■ **Listed entries**
//! PTY plumbing: handle, dirty pipe, reader worker.
//!
//! Each session owns a PTY pair, a terminal emulator, and one reader
//! thread doing blocking reads from the master. The thread feeds the
//! emulator, writes any emulator replies straight back to the master,
//! and then pokes a single byte through the session's dirty pipe:
//!
//! ```text
//! reader thread ── read(2) ──> Terminal::process ──> dirty pipe ──> reactor
//!        └───────── replies (DA answers) ─────> PTY master
//! ```
//!
//! The pipe byte is the happens-before edge: the main thread only locks
//! the terminal for a snapshot after observing it.

use std::fs::File;
use std::io::{Read, Write};
use std::os::fd::OwnedFd;
use std::sync::{Arc, Mutex};
use std::thread;

use anyhow::{bail, Context, Result};
use nix::fcntl::OFlag;
use portable_pty::{native_pty_system, Child, CommandBuilder, MasterPty, PtySize};
use serde::{Deserialize, Serialize};

use crate::term::Terminal;

/// Reader buffer size; one blocking read moves at most this much.
const READ_BUFFER_SIZE: usize = 64 * 1024;

/// Dirty-pipe byte: the terminal changed, a render may be due.
pub const DIRTY_BYTE: u8 = 0x01;
/// Dirty-pipe byte: the worker hit EOF or a fatal error and exited.
pub const EXIT_BYTE: u8 = 0x7f;

/// Writer to the PTY master, shared between the server (input, resize
/// echo) and the reader worker (emulator replies).
pub type SharedWriter = Arc<Mutex<Box<dyn Write + Send>>>;

/// Options for spawning a PTY session, as carried on the wire.
#[derive(Debug, Clone, PartialEq, Eq, Serialize, Deserialize)]
pub struct SpawnOptions {
    pub argv: Vec<String>,
    #[serde(default)]
    pub cwd: Option<String>,
    /// `KEY=VALUE` strings added to the child environment.
    #[serde(default)]
    pub env: Option<Vec<String>>,
    #[serde(default = "default_cols")]
    pub cols: u16,
    #[serde(default = "default_rows")]
    pub rows: u16,
}

fn default_cols() -> u16 {
    80
}

fn default_rows() -> u16 {
    24
}

impl Default for SpawnOptions {
    fn default() -> Self {
        Self {
            argv: Vec::new(),
            cwd: None,
            env: None,
            cols: default_cols(),
            rows: default_rows(),
        }
    }
}

/// An open PTY with a spawned child.
pub struct PtyHandle {
    master: Box<dyn MasterPty + Send>,
    writer: SharedWriter,
    child: Option<Box<dyn Child + Send + Sync>>,
}

impl std::fmt::Debug for PtyHandle {
    fn fmt(&self, f: &mut std::fmt::Formatter<'_>) -> std::fmt::Result {
        f.debug_struct("PtyHandle")
            .field("child_alive", &self.child.is_some())
            .finish_non_exhaustive()
    }
}

impl PtyHandle {
    /// Open a PTY and spawn the child described by `opts`.
    ///
    /// Returns the handle and the blocking reader for the worker thread.
    /// On any failure nothing is left behind — the pair closes on drop.
    ///
    /// # Errors
    ///
    /// Returns an error for an empty argv, a failed PTY allocation, or a
    /// failed exec.
    pub fn open(opts: &SpawnOptions) -> Result<(Self, Box<dyn Read + Send>)> {
        if opts.argv.is_empty() {
            bail!("spawn requires a non-empty argv");
        }

        let pty_system = native_pty_system();
        let pair = pty_system
            .openpty(PtySize {
                rows: opts.rows,
                cols: opts.cols,
                pixel_width: 0,
                pixel_height: 0,
            })
            .context("Failed to open PTY")?;

        let mut cmd = CommandBuilder::new(&opts.argv[0]);
        cmd.args(&opts.argv[1..]);
        if let Some(cwd) = &opts.cwd {
            cmd.cwd(cwd);
        }
        for entry in opts.env.iter().flatten() {
            if let Some((key, value)) = entry.split_once('=') {
                cmd.env(key, value);
            }
        }

        let child = pair
            .slave
            .spawn_command(cmd)
            .context("Failed to spawn child in PTY")?;
        drop(pair.slave);

        let reader = pair
            .master
            .try_clone_reader()
            .context("Failed to clone PTY reader")?;
        let writer = pair
            .master
            .take_writer()
            .context("Failed to take PTY writer")?;

        Ok((
            Self {
                master: pair.master,
                writer: Arc::new(Mutex::new(writer)),
                child: Some(child),
            },
            reader,
        ))
    }

    /// Shared writer for the reader worker's reply path.
    #[must_use]
    pub fn shared_writer(&self) -> SharedWriter {
        Arc::clone(&self.writer)
    }

    /// Write input bytes to the PTY.
    ///
    /// # Errors
    ///
    /// Returns an error if the underlying write or flush fails.
    pub fn write(&self, input: &[u8]) -> Result<()> {
        let mut writer = self.writer.lock().expect("PTY writer lock poisoned");
        writer.write_all(input)?;
        writer.flush()?;
        Ok(())
    }

    /// Resize the PTY window.
    ///
    /// # Errors
    ///
    /// Returns an error if the ioctl fails.
    pub fn resize(&self, rows: u16, cols: u16) -> Result<()> {
        self.master
            .resize(PtySize {
                rows,
                cols,
                pixel_width: 0,
                pixel_height: 0,
            })
            .context("Failed to resize PTY")
    }

    /// Kill the child if still running and reap it.
    ///
    /// Returns the exit status when one could be collected. Idempotent;
    /// also called on drop to prevent zombies.
    pub fn kill(&mut self) -> Option<u32> {
        let mut child = self.child.take()?;
        match child.try_wait() {
            Ok(Some(status)) => return Some(status.exit_code()),
            Ok(None) => {
                if let Err(e) = child.kill() {
                    log::warn!("Failed to kill PTY child: {e}");
                }
            }
            Err(e) => log::warn!("PTY child try_wait failed: {e}"),
        }
        match child.wait() {
            Ok(status) => Some(status.exit_code()),
            Err(e) => {
                log::warn!("Failed to reap PTY child: {e}");
                None
            }
        }
    }
}

impl Drop for PtyHandle {
    fn drop(&mut self) {
        self.kill();
    }
}

/// Create the dirty pipe: non-blocking on both ends.
///
/// The read end goes to the reactor; the write end to the worker. A full
/// pipe means a signal is already pending, so `EAGAIN` on the write side
/// carries no information and is ignored.
///
/// # Errors
///
/// Returns an error if the pipe cannot be created.
pub fn dirty_pipe() -> Result<(OwnedFd, File)> {
    let (read_end, write_end) = nix::unistd::pipe2(OFlag::O_NONBLOCK | OFlag::O_CLOEXEC)
        .context("Failed to create dirty pipe")?;
    Ok((read_end, File::from(write_end)))
}

/// Write one signal byte, ignoring a full pipe.
fn signal(pipe: &mut File, byte: u8) {
    match pipe.write(&[byte]) {
        Ok(_) => {}
        Err(e) if e.kind() == std::io::ErrorKind::WouldBlock => {}
        Err(e) => log::warn!("dirty pipe write failed: {e}"),
    }
}

/// Spawn the per-session reader worker.
///
/// The worker is the only writer to `terminal`. It terminates on PTY EOF
/// or a fatal read error, after signalling [`EXIT_BYTE`].
pub fn spawn_reader(
    session_id: u64,
    reader: Box<dyn Read + Send>,
    terminal: Arc<Mutex<Terminal>>,
    writer: SharedWriter,
    mut dirty: File,
) -> thread::JoinHandle<()> {
    thread::Builder::new()
        .name(format!("pty-reader-{session_id}"))
        .spawn(move || {
            let mut reader = reader;
            log::debug!("[pty {session_id}] reader thread started");
            let mut buf = vec![0u8; READ_BUFFER_SIZE];

            loop {
                match reader.read(&mut buf) {
                    Ok(0) => break,
                    Ok(n) => {
                        let replies = {
                            let mut term =
                                terminal.lock().expect("terminal lock poisoned");
                            term.process(&buf[..n]);
                            term.take_replies()
                        };
                        if !replies.is_empty() {
                            // Query answers are small and synchronous;
                            // they bypass the reactor on purpose.
                            let mut w = writer.lock().expect("PTY writer lock poisoned");
                            if let Err(e) = w.write_all(&replies).and_then(|()| w.flush()) {
                                log::warn!("[pty {session_id}] reply write failed: {e}");
                            }
                        }
                        signal(&mut dirty, DIRTY_BYTE);
                    }
                    Err(e) => {
                        // EIO is the normal master-side read result once
                        // the child side is gone.
                        if e.raw_os_error() != Some(libc::EIO) {
                            log::warn!("[pty {session_id}] read error: {e}");
                        }
                        break;
                    }
                }
            }

            signal(&mut dirty, EXIT_BYTE);
            log::debug!("[pty {session_id}] reader thread exiting");
        })
        .expect("Failed to spawn PTY reader thread")
}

■ **Exercise prompt**
The required answer is a single number: the count of lines in the entries that hold the string "full".

■ **Written answer**
2